Hi -

In testing I wasn't seeing any of the Dwarf code triggered.

With LIBSAPROC_DEBUG set I'm getting the "Could not find executable section in" for lots of / maybe all the libraries...

src/jdk.hotspot.agent/linux/native/libsaproc/libproc_impl.c

   if (fill_instr_info(newlib)) {
     if (!read_eh_frame(ph, newlib)) {

fill_instr_info is failing, and we never get to read_eh_frame().

output like:

libsaproc DEBUG: [0] vaddr = 0x0, memsz = 0xaba4, filesz = 0xaba4
libsaproc DEBUG: Could not find executable section in /lib/x86_64-linux-gnu/libnss_nis-2.27.so

(similar for all libraries).

fill_instr fails if:

 if ((lib->exec_start == 0L) || (lib->exec_end == 0L))

...but isn't exec_start relative to the library address? It's the value of ph->vaddr and it is often zero.

I added some booleans and did:

185       if ((lib->exec_start == 0L) || (lib->exec_start > ph->p_vaddr)) {
186         lib->exec_start = ph->p_vaddr;
187         found_start =true;
188       }

(similarly for end) and only failed if:

201   if (!found_start || !found_end) {
202     return false;

...and now it's better.   I go from:

----------------- 3306 -----------------
0x00007f75824acd2d      __GI___pthread_timedjoin_ex + 0x17d

to:

----------------- 31127 -----------------
0x00007fa284d78d2d      __GI___pthread_timedjoin_ex + 0x17d
0x00007fa2857aaf2d      CallJavaMainInNewThread + 0xad
0x00007fa2857a74ed      ContinueInNewThread + 0x4d
0x00007fa2857a8c49      JLI_Launch + 0x1529
0x000055af1b78db1c      main + 0x11c


Thanks
Kevin




On 10/03/2020 12:36, Yasumasa Suenaga wrote:

Hi Kevin,

Thanks for your comment!

On 2020/03/10 18:58, Kevin Walls wrote:
Hi Yasumasa ,

The changes build OK for me in the latest jdk, and things still work.
I have not yet seen the dwarf usage in action: I've tried a couple of different systems and so far have not reproduced the problem, i.e. jstack has not failed on native frames.
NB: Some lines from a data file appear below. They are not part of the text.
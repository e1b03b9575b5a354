//! Rational numbers with an explicit "undefined" state.
//!
//! [`OptionalRational`] is the coefficient type used throughout [`crate::jacobian`].
//! Unlike a plain `f64`, it tracks exactly when a value could not be computed
//! (e.g. a non-affine producer-coordinate expression) instead of smuggling that
//! through `NaN`.

use crate::error::{AutoschedulerError, AutoschedulerResult};
use std::cmp::Ordering;
use std::fmt;

/// A rational number `num / den`, or "undefined" when `den == 0`.
///
/// `(0, 0)` is the canonical undefined value. Construction never normalizes
/// sign or reduces by GCD eagerly except inside [`OptionalRational::add`];
/// [`OptionalRational::new`] reduces on the way in so that equality can be a
/// plain field comparison once both sides exist.
#[derive(Debug, Clone, Copy)]
pub struct OptionalRational {
    num: i64,
    den: i64,
}

impl OptionalRational {
    /// The canonical undefined value.
    pub const UNDEFINED: OptionalRational = OptionalRational { num: 0, den: 0 };

    /// Exact zero, `0 / 1`.
    pub const ZERO: OptionalRational = OptionalRational { num: 0, den: 1 };

    /// Construct a rational from a numerator/denominator pair, reducing by
    /// GCD and normalizing the denominator's sign to be positive. Passing
    /// `den == 0` yields [`Self::UNDEFINED`] regardless of `num`.
    pub fn new(num: i64, den: i64) -> Self {
        if den == 0 {
            return Self::UNDEFINED;
        }
        let (mut num, mut den) = (num, den);
        if den < 0 {
            num = -num;
            den = -den;
        }
        if num == 0 {
            return Self::ZERO;
        }
        let g = gcd(num.unsigned_abs(), den.unsigned_abs()).max(1);
        OptionalRational {
            num: num / g as i64,
            den: den / g as i64,
        }
    }

    /// Construct from a plain integer.
    pub fn from_int(n: i64) -> Self {
        OptionalRational { num: n, den: 1 }
    }

    /// Whether this value exists (i.e. `den != 0`).
    pub fn exists(&self) -> bool {
        self.den != 0
    }

    pub fn numerator(&self) -> i64 {
        self.num
    }

    pub fn denominator(&self) -> i64 {
        self.den
    }

    /// `a + b`. Undefined if either side is undefined. Overflow in the
    /// widened intermediate is an internal error, never a silent wrap.
    pub fn add(&self, other: &Self) -> AutoschedulerResult<Self> {
        if !self.exists() || !other.exists() {
            return Ok(Self::UNDEFINED);
        }
        let l = lcm(self.den.unsigned_abs(), other.den.unsigned_abs());
        let l_i128 = i128::from(l);
        let scale_a = l_i128 / i128::from(self.den);
        let scale_b = l_i128 / i128::from(other.den);
        let num = i128::from(self.num) * scale_a + i128::from(other.num) * scale_b;
        let num: i64 = num
            .try_into()
            .map_err(|_| AutoschedulerError::Overflow(format!(
                "OptionalRational::add overflowed widening to i64: {num}"
            )))?;
        let den: i64 = l_i128
            .try_into()
            .map_err(|_| AutoschedulerError::Overflow(format!(
                "OptionalRational::add denominator overflowed i64: {l_i128}"
            )))?;
        Ok(Self::new(num, den))
    }

    /// `a += b`, in place.
    pub fn add_assign(&mut self, other: &Self) -> AutoschedulerResult<()> {
        *self = self.add(other)?;
        Ok(())
    }

    /// `a * b`. Short-circuits to exact zero when either side is an exact
    /// zero, regardless of whether the other side exists — this keeps a
    /// scalar producer's Jacobian row exactly `(0, 1)` even when composed
    /// against an undefined coefficient.
    pub fn mul(&self, other: &Self) -> AutoschedulerResult<Self> {
        if self.is_exact_zero() || other.is_exact_zero() {
            return Ok(Self::ZERO);
        }
        if !self.exists() || !other.exists() {
            return Ok(Self::UNDEFINED);
        }
        let num = i128::from(self.num) * i128::from(other.num);
        let den = i128::from(self.den) * i128::from(other.den);
        let num: i64 = num
            .try_into()
            .map_err(|_| AutoschedulerError::Overflow(format!(
                "OptionalRational::mul numerator overflowed i64: {num}"
            )))?;
        let den: i64 = den
            .try_into()
            .map_err(|_| AutoschedulerError::Overflow(format!(
                "OptionalRational::mul denominator overflowed i64: {den}"
            )))?;
        Ok(Self::new(num, den))
    }

    fn is_exact_zero(&self) -> bool {
        self.exists() && self.num == 0
    }

    /// Cross-multiplicative comparison against an integer. Returns `false`
    /// in both directions (`< x` and `>= x`) when `self` is undefined.
    pub fn partial_cmp_int(&self, x: i64) -> Option<Ordering> {
        if !self.exists() {
            return None;
        }
        // self.den is always normalized positive by `new`.
        let lhs = i128::from(self.num);
        let rhs = i128::from(x) * i128::from(self.den);
        Some(lhs.cmp(&rhs))
    }

    pub fn lt_int(&self, x: i64) -> bool {
        matches!(self.partial_cmp_int(x), Some(Ordering::Less))
    }

    pub fn le_int(&self, x: i64) -> bool {
        matches!(self.partial_cmp_int(x), Some(Ordering::Less | Ordering::Equal))
    }

    pub fn gt_int(&self, x: i64) -> bool {
        matches!(self.partial_cmp_int(x), Some(Ordering::Greater))
    }

    pub fn ge_int(&self, x: i64) -> bool {
        matches!(self.partial_cmp_int(x), Some(Ordering::Greater | Ordering::Equal))
    }

    /// `self == x`. Requires existence (undefined never equals anything,
    /// including another undefined value compared this way).
    pub fn eq_int(&self, x: i64) -> bool {
        self.exists() && self.partial_cmp_int(x) == Some(Ordering::Equal)
    }
}

/// Cross-multiplicative equality; both sides must exist.
impl PartialEq for OptionalRational {
    fn eq(&self, other: &Self) -> bool {
        if !self.exists() || !other.exists() {
            return false;
        }
        i128::from(self.num) * i128::from(other.den) == i128::from(other.num) * i128::from(self.den)
    }
}

impl fmt::Display for OptionalRational {
    fn fmt(&self, f: &mut fmt::Formatter<'_>) -> fmt::Result {
        if !self.exists() {
            write!(f, "<undefined>")
        } else if self.den == 1 {
            write!(f, "{}", self.num)
        } else {
            write!(f, "{}/{}", self.num, self.den)
        }
    }
}

fn gcd(a: u64, b: u64) -> u64 {
    if b == 0 {
        a
    } else {
        gcd(b, a % b)
    }
}

fn lcm(a: u64, b: u64) -> u64 {
    if a == 0 || b == 0 {
        0
    } else {
        a / gcd(a, b) * b
    }
}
I may need more recent basic libraries, will look again for somewhere where the problem happens and get back to you as I really want to run the changes.

You can see the problem with JShell.
Some Java frames would not be seen in mixed jstack.


I have mostly minor other comments which don't need a new webrev, some just comments for the future:

src/jdk.hotspot.agent/linux/native/libsaproc/dwarf.cpp:

DW_CFA_nop - shouldn't this continue instead of return?
(It may "never" happen, but a nop could appear within some other instructions?)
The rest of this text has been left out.